(Stored data entries)
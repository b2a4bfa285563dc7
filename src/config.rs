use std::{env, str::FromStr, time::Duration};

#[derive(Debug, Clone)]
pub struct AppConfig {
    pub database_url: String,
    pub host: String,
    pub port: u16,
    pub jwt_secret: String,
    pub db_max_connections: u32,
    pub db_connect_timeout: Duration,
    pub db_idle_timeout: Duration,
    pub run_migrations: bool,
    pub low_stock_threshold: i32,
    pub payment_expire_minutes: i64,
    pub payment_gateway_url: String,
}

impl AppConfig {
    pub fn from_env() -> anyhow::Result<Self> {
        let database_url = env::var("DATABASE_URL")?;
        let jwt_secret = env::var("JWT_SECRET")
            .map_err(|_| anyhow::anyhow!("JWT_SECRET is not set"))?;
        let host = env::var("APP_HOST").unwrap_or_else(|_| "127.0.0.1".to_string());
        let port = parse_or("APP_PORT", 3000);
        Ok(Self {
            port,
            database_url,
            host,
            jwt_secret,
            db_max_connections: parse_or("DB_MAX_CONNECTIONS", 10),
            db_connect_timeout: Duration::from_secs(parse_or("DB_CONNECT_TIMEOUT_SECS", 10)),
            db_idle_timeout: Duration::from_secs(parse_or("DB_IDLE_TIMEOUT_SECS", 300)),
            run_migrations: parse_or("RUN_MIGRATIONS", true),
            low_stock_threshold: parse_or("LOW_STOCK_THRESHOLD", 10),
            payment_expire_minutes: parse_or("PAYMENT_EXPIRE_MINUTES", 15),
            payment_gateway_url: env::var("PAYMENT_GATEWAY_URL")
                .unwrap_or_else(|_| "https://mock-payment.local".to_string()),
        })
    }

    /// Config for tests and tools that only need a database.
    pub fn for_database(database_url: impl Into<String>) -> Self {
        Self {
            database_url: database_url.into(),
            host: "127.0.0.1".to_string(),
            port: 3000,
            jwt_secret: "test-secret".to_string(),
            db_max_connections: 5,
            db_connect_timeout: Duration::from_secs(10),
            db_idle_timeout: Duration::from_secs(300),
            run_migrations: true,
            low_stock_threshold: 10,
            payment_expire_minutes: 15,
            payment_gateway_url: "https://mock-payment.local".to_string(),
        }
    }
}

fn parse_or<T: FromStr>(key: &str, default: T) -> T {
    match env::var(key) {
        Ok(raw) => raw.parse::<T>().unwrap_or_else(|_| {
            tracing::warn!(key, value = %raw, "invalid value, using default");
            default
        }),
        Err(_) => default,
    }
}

* WORK INSTRUCTION:
Retype the data shown above so that each line matches the original.

* RESPONSE TO THE EXERCISE:
repository b2a4bfa285563dc7
filename src/config.rs
use std::{env, str::FromStr, time::Duration};

#[derive(Debug, Clone)]
pub struct AppConfig {
    pub database_url: String,
    pub host: String,
    pub port: u16,
    pub jwt_secret: String,
    pub db_max_connections: u32,
    pub db_connect_timeout: Duration,
    pub db_idle_timeout: Duration,
    pub run_migrations: bool,
    pub low_stock_threshold: i32,
    pub payment_expire_minutes: i64,
    pub payment_gateway_url: String,
}

impl AppConfig {
    pub fn from_env() -> anyhow::Result<Self> {
        let database_url = env::var("DATABASE_URL")?;
        let jwt_secret = env::var("JWT_SECRET")
            .map_err(|_| anyhow::anyhow!("JWT_SECRET is not set"))?;
        let host = env::var("APP_HOST").unwrap_or_else(|_| "127.0.0.1".to_string());
        let port = parse_or("APP_PORT", 3000);
        Ok(Self {
            port,
            database_url,
            host,
            jwt_secret,
            db_max_connections: parse_or("DB_MAX_CONNECTIONS", 10),
            db_connect_timeout: Duration::from_secs(parse_or("DB_CONNECT_TIMEOUT_SECS", 10)),
            db_idle_timeout: Duration::from_secs(parse_or("DB_IDLE_TIMEOUT_SECS", 300)),
            run_migrations: parse_or("RUN_MIGRATIONS", true),
            low_stock_threshold: parse_or("LOW_STOCK_THRESHOLD", 10),
            payment_expire_minutes: parse_or("PAYMENT_EXPIRE_MINUTES", 15),
            payment_gateway_url: env::var("PAYMENT_GATEWAY_URL")
                .unwrap_or_else(|_| "https://mock-payment.local".to_string()),
        })
    }

    /// Config for tests and tools that only need a database.
    pub fn for_database(database_url: impl Into<String>) -> Self {
        Self {
            database_url: database_url.into(),
            host: "127.0.0.1".to_string(),
            port: 3000,
            jwt_secret: "test-secret".to_string(),
            db_max_connections: 5,
            db_connect_timeout: Duration::from_secs(10),
            db_idle_timeout: Duration::from_secs(300),
            run_migrations: true,
            low_stock_threshold: 10,
            payment_expire_minutes: 15,
            payment_gateway_url: "https://mock-payment.local".to_string(),
        }
    }
}

fn parse_or<T: FromStr>(key: &str, default: T) -> T {
    match env::var(key) {
        Ok(raw) => raw.parse::<T>().unwrap_or_else(|_| {
            tracing::warn!(key, value = %raw, "invalid value, using default");
            default
        }),
        Err(_) => default,
    }
}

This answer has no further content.